NY Times article quotes CIA guy saying he/we have no idea whether Al Queda are 2 % or 80% of the rebel force. No surprise that the CIA is not knowledgeable. Neither Juan Cole nor "Tracer Hand" quoted on the question!

France wants the US to arm the rebels. I guess they don't have the military hardware that the US does.

curmudgeon, Wednesday, 30 March 2011 12:28 (thirteen years ago) link

No expert here, but I'm going to say arming the rebels has an even greater chance of biting us on the ass than bombing Qadddafi's forces does.

Find it ruefully funny that anyone would posit the rebels were ever doing well, or ever had any real inertia. Yeah, they did well ... until Qaddafi fought back. And then they did terribly ... until we bombed Qaddafi. It's like hovering by a teetering toddler learning to walk, then lurching forward to catch him every time he tips over head-first.

Josh in Chicago, Wednesday, 30 March 2011 12:37 (thirteen years ago) link

pretty much agree. even on a practical level i don't get how you 'arm' people who have no idea how to fight. modern weapons are p sophisticated. bad show.

patrice wil$on is my favorite rapper (history mayne), Wednesday, 30 March 2011 12:40 (thirteen years ago) link

Heard an analysis on the radio that even if we (someone) supplied them RPGs, we'd still need to train them. Because after all those years in Iraq and Afghanistan, we've had such a resounding success rate training people to use these weapons. Which will inevitably be sold, stolen or passed off to someone else who will similarly inevitably point them back in our direction.

Josh in Chicago, Wednesday, 30 March 2011 13:17 (thirteen years ago) link

So if dictators use force against protestors you folks are basically saying protestors can never suceeed because invariably, if they need weapons they will not likely be trained already, and we can't take a chance in trying to give them weapons because such methods have failed in the past. Ugh. Logical and depressing. Maybe I can find a quote from the French(!) arguing a contrary position re providing weapons!

I think this was once discussed previously upthread, but I think under Tracer's Rules of Protest, the American Revolution would never have happened or been viewed as legitimate.

Oh, and I do wish Obama had gone early to Congress for the same authorization the UN gave even though I have read views on both sides of the constitutional argument that seemed convincing.

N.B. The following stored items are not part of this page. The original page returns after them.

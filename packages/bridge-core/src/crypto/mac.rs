//! HMAC-SHA1 authentication tags for the ECIES envelope.

use hmac::{Hmac, Mac};
use sha1::Sha1;

use crate::error::{Error, Result};

type HmacSha1 = Hmac<Sha1>;

/// Tag size in bytes
pub const TAG_SIZE: usize = 20;

fn keyed(key: &[u8], parts: &[&[u8]]) -> Result<HmacSha1> {
    let mut mac = <HmacSha1 as Mac>::new_from_slice(key)
        .map_err(|_| Error::InvalidKey("HMAC key rejected".into()))?;
    for part in parts {
        mac.update(part);
    }
    Ok(mac)
}

/// Compute the tag over the concatenation of `parts`
pub fn tag(key: &[u8], parts: &[&[u8]]) -> Result<[u8; TAG_SIZE]> {
    let digest = keyed(key, parts)?.finalize().into_bytes();
    let mut out = [0u8; TAG_SIZE];
    out.copy_from_slice(&digest);
    Ok(out)
}

/// Check `expected` against the tag over `parts` in constant time
pub fn verify(key: &[u8], parts: &[&[u8]], expected: &[u8]) -> Result<()> {
    keyed(key, parts)?
        .verify_slice(expected)
        .map_err(|_| Error::AuthenticationFailed)
}

// ============================================================================
// TESTS
// ============================================================================

#[cfg(test)]
mod tests {
    use super::*;

    const GOLANG_TAG: &str = "31fa5264168f0a276619c952712854a726456de2";

    #[test]
    fn test_known_tag() {
        let t = tag(b"12345", &[b"golang".as_slice()]).unwrap();
        assert_eq!(hex::encode(t), GOLANG_TAG);
    }

    #[test]
    fn test_parts_concatenate() {
        assert_eq!(
            tag(b"12345", &[b"go".as_slice(), b"".as_slice(), b"lang".as_slice()]).unwrap(),
            tag(b"12345", &[b"golang".as_slice()]).unwrap()
        );
    }

    #[test]
    fn test_verify() {
        let expected = hex::decode(GOLANG_TAG).unwrap();
        assert!(verify(b"12345", &[b"golang".as_slice()], &expected).is_ok());
        assert!(matches!(
            verify(b"12346", &[b"golang".as_slice()], &expected),
            Err(Error::AuthenticationFailed)
        ));
        assert!(matches!(
            verify(b"12345", &[b"golang".as_slice()], &expected[..19]),
            Err(Error::AuthenticationFailed)
        ));
    }
}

curmudgeon, Wednesday, 30 March 2011 13:25 (thirteen years ago) link

It's like hovering by a teetering toddler learning to walk, then lurching forward to catch him every time he tips over head-first.

Naive me wants the US to do this with the Libyans.

curmudgeon, Wednesday, 30 March 2011 13:27 (thirteen years ago) link

Maybe I can find a quote from the French(!) arguing a contrary position re providing weapons!

let's... not get into the irony there

fwiw im pretty much in favour of intervention, but i think it's imperative to ask who we'd be giving weapons to and what they'd do with them

patrice wil$on is my favorite rapper (history mayne), Wednesday, 30 March 2011 13:34 (thirteen years ago) link

ha, that was my position last week! A large part of my skepticism (which you mocked) rested in my ignorance about who The Rebels are. We're getting a better idea now.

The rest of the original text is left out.